The parameters of the proposed S-PD models are highly correlated to each other as can be seen in Table 2. This might be because each parameter in the simplified models corresponds to a combination of several parameters in the conventional models. On the other hand, all the absolute value of the correlation coefficients between (SPD2, SPD3) and KPD7 are less than 0.5, while those between SPD2 and SPD3 are larger than 0.5 except for that between k₁ and T_s in SPD3. Although SPD2 and SPD3 are developed as an alternative to KPD7, this implies that they can explain some of the variations that could not be explained by KPD7.

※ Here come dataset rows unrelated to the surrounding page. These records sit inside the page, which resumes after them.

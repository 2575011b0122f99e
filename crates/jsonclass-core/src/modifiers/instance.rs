//! Nested objects
//!
//! Transform turns input dicts into graph objects, reusing objects already
//! seen under the same primary key in this pass. Validate, tojson and
//! serialize recurse field by field.

use std::sync::Arc;

use jsonclass_value::{Dict, ObjectId, Value};
use tracing::trace;

use crate::cdef::{Cdef, JField};
use crate::ctx::Ctx;
use crate::error::{Result, ValidationError};
use crate::fdef::{Fdef, FieldStorage, FieldType, Nullability, ReadRule, Strictness, WriteRule};
use crate::graph::{Graph, Object};
use crate::modifier::Modifier;

/// Object of a registered class
#[derive(Debug, Clone)]
pub(crate) struct InstanceOf {
    class: String,
}

impl InstanceOf {
    pub(crate) fn new(class: impl Into<String>) -> Self {
        Self {
            class: class.into(),
        }
    }

    fn strict(ctx: &Ctx, cdef: &Cdef) -> bool {
        match ctx.fdef.strictness {
            Strictness::Strict => true,
            Strictness::Unstrict => false,
            Strictness::Undefined => cdef.strict_input(),
        }
    }

    /// Object to write input into, and whether it was found by primary key
    fn destination(ctx: &Ctx, graph: &mut Graph, cdef: &Arc<Cdef>, input: &Dict) -> Result<(ObjectId, bool)> {
        let pk = cdef
            .primary_field()
            .and_then(|field| cdef.input_value(input, field))
            .filter(|pk| !pk.is_null());
        if let Some(dest) = ctx.dest {
            if let Some(pk) = pk {
                ctx.put(cdef.name(), pk, dest);
            }
            return Ok((dest, false));
        }
        if let Some(existing) = pk.and_then(|pk| ctx.fetch(cdef.name(), pk)) {
            trace!(class = cdef.name(), %existing, "lookup hit");
            return Ok((existing, true));
        }
        let dest = graph.alloc(Arc::clone(cdef))?;
        if let Some(pk) = pk {
            ctx.put(cdef.name(), pk, dest);
        }
        Ok((dest, false))
    }

    fn fill_default(ctx: &Ctx, graph: &mut Graph, dest: ObjectId, cdef: &Arc<Cdef>, field: &JField) -> Result<()> {
        if !graph.get(dest, field.name())?.is_null() {
            return Ok(());
        }
        let value = match field.default() {
            Some(value) => value.clone(),
            None => {
                let field_ctx = ctx.for_field(dest, cdef, field, Value::Null)?;
                field.types().run_transform(&field_ctx, graph)?
            }
        };
        graph.assign_field(dest, field.name(), value)
    }

    fn writable(graph: &Graph, dest: ObjectId, field: &JField, raw: &Value) -> Result<bool> {
        Ok(match field.fdef().write_rule {
            WriteRule::Writable => true,
            WriteRule::NoWrite => false,
            WriteRule::WriteOnce => graph.get(dest, field.name())?.is_null(),
            WriteRule::WriteNonnull => !raw.is_null(),
        })
    }
}

impl Modifier for InstanceOf {
    fn define(&self, fdef: &mut Fdef) {
        fdef.field_type = FieldType::Instance;
        fdef.instance_class = Some(self.class.clone());
    }

    fn transform(&self, ctx: &Ctx, graph: &mut Graph) -> Result<Value> {
        let Value::Dict(input) = &ctx.value else {
            return Ok(ctx.dest.map_or_else(|| ctx.value.clone(), Value::Object));
        };
        let cdef = Arc::clone(graph.schema().cdef(&self.class)?);
        if Self::strict(ctx, &cdef) {
            if let Some(key) = input.keys().find(|key| !cdef.accepts_key(key)) {
                return Err(ctx.fail(format!(
                    "Key '{key}' at '{}' is not allowed.",
                    ctx.keypath_root
                )));
            }
        }
        let (dest, soft) = Self::destination(ctx, graph, &cdef, input)?;

        let mut nonnull_lists = Vec::new();
        for field in cdef.fields() {
            let fdef = field.fdef();
            let Some(raw) = cdef.input_value(input, field) else {
                if fdef.is_reference() {
                    if let Some(key) = cdef.reference_input(input, field) {
                        graph.set_local_key(dest, field.name(), key.clone())?;
                    }
                    if fdef.is_many() && fdef.collection_nullability == Nullability::Nonnull {
                        nonnull_lists.push(field.name());
                    }
                } else if ctx.fill_blanks && !soft {
                    Self::fill_default(ctx, graph, dest, &cdef, field)?;
                }
                continue;
            };
            if !Self::writable(graph, dest, field, raw)? {
                if ctx.fill_blanks {
                    Self::fill_default(ctx, graph, dest, &cdef, field)?;
                }
                continue;
            }
            let field_ctx = ctx.for_field(dest, &cdef, field, raw.clone())?;
            let value = field.types().run_transform(&field_ctx, graph)?;
            graph.assign_field(dest, field.name(), value)?;
        }
        for name in nonnull_lists {
            if graph.get(dest, name)?.is_null() {
                graph.assign_field(dest, name, Value::List(Vec::new()))?;
            }
        }
        Ok(Value::Object(dest))
    }

    fn validate(&self, ctx: &Ctx, graph: &Graph) -> Result<()> {
        let Some((id, object)) = ctx
            .value
            .as_object()
            .and_then(|id| graph.object(id).ok().map(|object| (id, object)))
            .filter(|(_, object)| object.class().name() == self.class)
        else {
            return Err(ctx.fail(format!(
                "Value at '{}' should be instance of '{}'.",
                ctx.keypath_root, self.class
            )));
        };
        let cdef = Arc::clone(object.class());
        if let Some(pk) = cdef
            .primary_field()
            .and_then(|field| object.value(field.name()))
            .filter(|pk| !pk.is_null())
        {
            if ctx.fetch(cdef.name(), pk).is_some() {
                return Ok(());
            }
            ctx.put(cdef.name(), pk, id);
        }
        if !ctx.visit(id) {
            return Ok(());
        }

        let modified_only = !object.is_new();
        let collect = ctx.collect_all(&cdef);
        let mut errors = ValidationError::new(ctx.root);
        for field in cdef.fields() {
            if modified_only
                && field.fdef().storage == FieldStorage::Embedded
                && !object.is_modified(field.name())
            {
                continue;
            }
            let value = object.value(field.name()).cloned().unwrap_or_default();
            let step = ctx
                .for_field(id, &cdef, field, value)
                .and_then(|field_ctx| field.types().run_validate(&field_ctx, graph));
            errors.absorb(step, collect)?;
        }
        errors.into_result()
    }

    fn tojson(&self, ctx: &Ctx, graph: &Graph) -> Result<Value> {
        let Some(id) = ctx.value.as_object() else {
            return Ok(ctx.value.clone());
        };
        let object = graph.object(id)?;
        let cdef = object.class();
        let no_refs = ctx.entity_chain.iter().any(|name| name == cdef.name());
        let mut chained = ctx.clone();
        chained.entity_chain.push_back(cdef.name().to_string());

        let mut out = Dict::with_capacity(cdef.fields().len());
        for field in cdef.fields() {
            let fdef = field.fdef();
            if fdef.read_rule == ReadRule::NoRead && !ctx.ignore_writeonly {
                continue;
            }
            let value = object.value(field.name()).cloned().unwrap_or_default();
            if fdef.storage == FieldStorage::LocalKey {
                if let Some(key) = cdef.reference_json_key(field) {
                    let reference = reference_of(graph, object, field, &value)?;
                    if !reference.is_null() {
                        out.insert(key, reference);
                    }
                }
            }
            if fdef.is_reference() && no_refs {
                continue;
            }
            let field_ctx = chained.for_field(id, cdef, field, value)?;
            out.insert(
                field.json_name().to_string(),
                field.types().run_tojson(&field_ctx, graph)?,
            );
        }
        Ok(Value::Dict(out))
    }

    fn serialize(&self, ctx: &Ctx, graph: &mut Graph) -> Result<Value> {
        let Some(id) = ctx.value.as_object() else {
            self.validate(ctx, graph)?;
            return Ok(ctx.value.clone());
        };
        if !ctx.visit(id) {
            return Ok(ctx.value.clone());
        }
        let cdef = Arc::clone(graph.object(id)?.class());
        let collect = ctx.collect_all(&cdef);
        let mut errors = ValidationError::new(ctx.root);
        for field in cdef.fields() {
            let value = graph.get(id, field.name())?;
            let step = ctx
                .for_field(id, &cdef, field, value.clone())
                .and_then(|field_ctx| field.types().run_serialize(&field_ctx, graph));
            if let Some(next) = errors.absorb(step, collect)? {
                if next != value {
                    graph.write(id, field.name(), next)?;
                }
            }
        }
        errors.into_result()?;
        Ok(ctx.value.clone())
    }
}

/// Reference key output of a local-key field: the linked objects' primary
/// keys, or the stored key when nothing is linked
fn reference_of(graph: &Graph, object: &Object, field: &JField, value: &Value) -> Result<Value> {
    let pk_of = |id: ObjectId| -> Result<Value> {
        let linked = graph.object(id)?;
        Ok(linked
            .class()
            .primary_field()
            .and_then(|pk| linked.value(pk.name()))
            .cloned()
            .unwrap_or_default())
    };
    match value {
        Value::Object(id) => pk_of(*id),
        Value::List(items) => items
            .iter()
            .filter_map(Value::as_object)
            .map(pk_of)
            .collect::<Result<Vec<_>>>()
            .map(Value::List),
        _ => Ok(object.local_key(field.name()).cloned().unwrap_or_default()),
    }
}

The proposed SPD2 and SPD3 have two advantages over KPD7. First, they has less number of parameters than KPD7 does, resulting in less complicated low-order models. The complicated models having a lot of unknown parameters often suffer from identifiability of the model parameters, while the simplified models could avoid this difficulty. Second, there exist the closed-form solutions for differential equations as Equations (4) and (5). This makes it possible for the simplified models to escape from the computationally intractable problems associated with the inverse problem of the complicated nonlinear ordinary differential equations. Nevertheless, it should be noted that the conventional K-PD model has the smallest MSE and its parameters are easy to interpret thanks to their concrete theoretical bases.

Overall, the statistical analysis with the limited data shows that both the conventional and the simplified PD models are comparable to each other in terms of the predictive ability. However, the proposed S-PD models are more parsimonious than the conventional K-PD models, resulting that they could be used in day to day clinical practice even with sparse clinical data.